Happynothappy · 18/02/2019 14:14

Hes taken the first step and rung AA, guess time will tell, hes never seeked help before this is the first time.

OP posts:
Adora10 · 18/02/2019 15:32

Sorry OP I don't think it will work, he is doing this because YOU have basically forced him into it; it never came from him so for that reason, I don't think he will stick to it.

And it will be affecting your kids, sometimes one child goes completely off the drink and sometimes the other gets the same habit, it's their norm (when grown up).

He is drinking to excess, it doesn't have to be every night etc.

AttilaTheMeerkat · 18/02/2019 15:38

Any coercion from family members (and he will see it as coercion) will not work. Unless he wants to address the reasons as well why he is drinking to excess there is really no-one who can help him. He can only help his own self ultimately.

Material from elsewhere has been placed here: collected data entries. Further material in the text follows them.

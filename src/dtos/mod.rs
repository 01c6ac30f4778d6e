use serde::{Deserialize, Serialize};

pub mod bookingdtos;
pub mod disputedtos;
pub mod paymentdtos;

#[derive(Debug, Serialize, Deserialize)]
pub struct ApiResponse<T> {
    pub status: String,
    pub message: String,
    #[serde(skip_serializing_if = "Option::is_none")]
    pub data: Option<T>,
}

impl<T> ApiResponse<T> {
    pub fn success(message: &str, data: T) -> Self {
        Self {
            status: "success".to_string(),
            message: message.to_string(),
            data: Some(data),
        }
    }
}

I think you are on a hiding to nothing here with him.

TowelNumber42 · 18/02/2019 15:38

Get your head into the right place now. Hope for the best, plan for the worst.

Hope he stays sober from this moment forward.

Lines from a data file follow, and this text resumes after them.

// service/payment_provider.rs
use serde::{Deserialize, Serialize};
use sqlx::types::BigDecimal;

use crate::{config::Config, utils::fees::to_minor_units};

pub type ProviderError = Box<dyn std::error::Error + Send + Sync>;

const PAYSTACK_BASE_URL: &str = "https://api.paystack.co";

#[derive(Debug, Serialize, Deserialize)]
pub struct PaymentInitResponse {
    pub authorization_url: String,
    pub access_code: String,
    pub reference: String,
}

#[derive(Debug, Serialize, Deserialize)]
pub struct ChargeVerification {
    pub status: String,
    pub amount_minor: i64,
    pub gateway_reference: String,
    pub paid_at: String,
    pub channel: String,
}

#[derive(Debug, Serialize, Deserialize)]
pub struct TransferInitiation {
    pub reference: String,
    pub transfer_code: String,
    pub status: String,
}

/// Thin Paystack client. Every call here is an external boundary: charges
/// are keyed by our reference, transfers by a payment-derived reference, so
/// redeliveries and retries are deduplicated on the gateway side.
pub struct PaymentProviderService {
    secret_key: String,
    currency: String,
    client: reqwest::Client,
}

impl PaymentProviderService {
    pub fn new(config: &Config) -> Self {
        Self {
            secret_key: config.paystack_secret_key.clone(),
            currency: config.currency.clone(),
            client: reqwest::Client::new(),
        }
    }

    pub async fn initialize_payment(
        &self,
        email: String,
        amount: &BigDecimal,
        reference: String,
        metadata: Option<serde_json::Value>,
    ) -> Result<PaymentInitResponse, ProviderError> {
        let amount_minor = to_minor_units(amount).ok_or("Amount out of range for gateway")?;

        let payload = serde_json::json!({
            "email": email,
            "amount": amount_minor,
            "reference": reference,
            "currency": self.currency,
            "metadata": metadata.unwrap_or(serde_json::json!({})),
            "channels": ["card", "bank", "ussd", "qr", "mobile_money", "bank_transfer"]
        });

        let response = self
            .client
            .post(format!("{}/transaction/initialize", PAYSTACK_BASE_URL))
            .header("Authorization", format!("Bearer {}", self.secret_key))
            .header("Content-Type", "application/json")
            .json(&payload)
            .send()
            .await?;

        let body: serde_json::Value = response.json().await?;

        if body["status"].as_bool().unwrap_or(false) {
            let data = &body["data"];
            Ok(PaymentInitResponse {
                authorization_url: data["authorization_url"].as_str().unwrap_or("").to_string(),
                access_code: data["access_code"].as_str().unwrap_or("").to_string(),
                reference: data["reference"].as_str().unwrap_or("").to_string(),
            })
        } else {
            Err(body["message"]
                .as_str()
                .unwrap_or("Payment initialization failed")
                .into())
        }
    }

    pub async fn verify_charge(&self, reference: &str) -> Result<ChargeVerification, ProviderError> {
        let url = format!("{}/transaction/verify/{}", PAYSTACK_BASE_URL, reference);

        let response = self
            .client
            .get(&url)
            .header("Authorization", format!("Bearer {}", self.secret_key))
            .send()
            .await?;

        let body: serde_json::Value = response.json().await?;

        if !body["status"].as_bool().unwrap_or(false) {
            return Err(body["message"].as_str().unwrap_or("Verification failed").into());
        }

        let data = &body["data"];
        if data["status"].as_str() != Some("success") {
            return Err("Charge not successful".into());
        }

        Ok(ChargeVerification {
            status: "success".to_string(),
            amount_minor: data["amount"].as_i64().unwrap_or(0),
            gateway_reference: data["reference"].as_str().unwrap_or("").to_string(),
            paid_at: data["paid_at"].as_str().unwrap_or("").to_string(),
            channel: data["channel"].as_str().unwrap_or("").to_string(),
        })
    }

    /// Reverse a captured charge.
    pub async fn refund_charge(&self, reference: &str) -> Result<(), ProviderError> {
        let payload = serde_json::json!({ "transaction": reference });

        let response = self
            .client
            .post(format!("{}/refund", PAYSTACK_BASE_URL))
            .header("Authorization", format!("Bearer {}", self.secret_key))
            .header("Content-Type", "application/json")
            .json(&payload)
            .send()
            .await?;

        let body: serde_json::Value = response.json().await?;

        if body["status"].as_bool().unwrap_or(false) {
            Ok(())
        } else {
            Err(body["message"].as_str().unwrap_or("Refund failed").into())
        }
    }

    pub async fn create_transfer_recipient(
        &self,
        name: &str,
        account_number: &str,
        bank_code: &str,
    ) -> Result<String, ProviderError> {
        let payload = serde_json::json!({
            "type": "nuban",
            "name": name,
            "account_number": account_number,
            "bank_code": bank_code,
            "currency": self.currency
        });

        let response = self
            .client
            .post(format!("{}/transferrecipient", PAYSTACK_BASE_URL))
            .header("Authorization", format!("Bearer {}", self.secret_key))
            .header("Content-Type", "application/json")
            .json(&payload)
            .send()
            .await?;

        let body: serde_json::Value = response.json().await?;

        if !body["status"].as_bool().unwrap_or(false) {
            return Err(body["message"]
                .as_str()
                .unwrap_or("Failed to create transfer recipient")
                .into());
        }

        body["data"]["recipient_code"]
            .as_str()
            .map(|s| s.to_string())
            .ok_or_else(|| "Missing recipient code".into())
    }

    pub async fn initiate_transfer(
        &self,
        recipient_code: &str,
        amount: &BigDecimal,
        reference: &str,
        reason: &str,
    ) -> Result<TransferInitiation, ProviderError> {
        let amount_minor = to_minor_units(amount).ok_or("Amount out of range for gateway")?;

        let payload = serde_json::json!({
            "source": "balance",
            "amount": amount_minor,
            "reference": reference,
            "recipient": recipient_code,
            "reason": reason
        });

        let response = self
            .client
            .post(format!("{}/transfer", PAYSTACK_BASE_URL))
            .header("Authorization", format!("Bearer {}", self.secret_key))
            .header("Content-Type", "application/json")
            .json(&payload)
            .send()
            .await?;

        let body: serde_json::Value = response.json().await?;

        if body["status"].as_bool().unwrap_or(false) {
            let data = &body["data"];
            Ok(TransferInitiation {
                reference: data["reference"].as_str().unwrap_or("").to_string(),
                transfer_code: data["transfer_code"].as_str().unwrap_or("").to_string(),
                status: data["status"].as_str().unwrap_or("pending").to_string(),
            })
        } else {
            Err(body["message"].as_str().unwrap_or("Transfer failed").into())
        }
    }
}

Plan for when he starts drinking again. Get your head round leaving. Know how you will do it. Know your rights, see a solicitor now, be ready.

Happynothappy · 18/02/2019 16:02

Thanks for the advice, hes saying hes feeling ashamed and admits hes got an unhealthy relationship with alcohol and after speaking to someone from AA he realises he is an alcohloic, he seems positive at the moment i know he will struggle come the weekends especially if im out at work. He knows ill support him anyway i can so now if he wants us to remain together its down to his actions.

OP posts:
TowelNumber42 · 18/02/2019 18:32

Have you looked into going to Al-Anon for yourself now?

Happynothappy · 18/02/2019 18:47

I sent an email this morning and have a number to call which i plan on doing.

OP posts:
justilou1 · 19/02/2019 12:36

Now the trick is not to let him make YOU feel guilty and ashamed for making HIM feel guilty and ashamed. This is his drinking problem and only he can deal with the consequences.

Happynothappy · 19/02/2019 14:16

Upto now hes the one feeling ashamed and apologising to me, if that changes there no way ill take any of the blame.